- **TASK DESCRIPTION**: Extract every line from the records below that contains the word "engine".

[INPUT MATERIAL — start]

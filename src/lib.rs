pub mod color;
pub mod config;
pub mod counter_store;
pub mod document;
pub mod engine;
pub mod error;
pub mod locator;
pub mod models;
pub mod session;

pub use color::{hsl_to_hex, Color, ColorCounter, ColorCycler};
pub use config::HighlightConfig;
pub use counter_store::{CounterStore, MemoryCounterStore, SqliteCounterStore};
pub use document::{Document, ElementKind, HighlightDocument, Node, NodeId};
pub use engine::{HighlightEngine, HighlightReport, PaintOutcome};
pub use error::{ConfigError, DocumentError, HighlightError, StoreError};
pub use locator::{enumerate_text_leaves, enumerate_text_spans, TextLocator};
pub use models::{ConflictPair, GenerationRequest, GenerationResponse, TextSpan};
pub use session::HighlightSession;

[INPUT MATERIAL — finish]

- **ANSWER**:
pub mod engine;
pub use engine::{HighlightEngine, HighlightReport, PaintOutcome};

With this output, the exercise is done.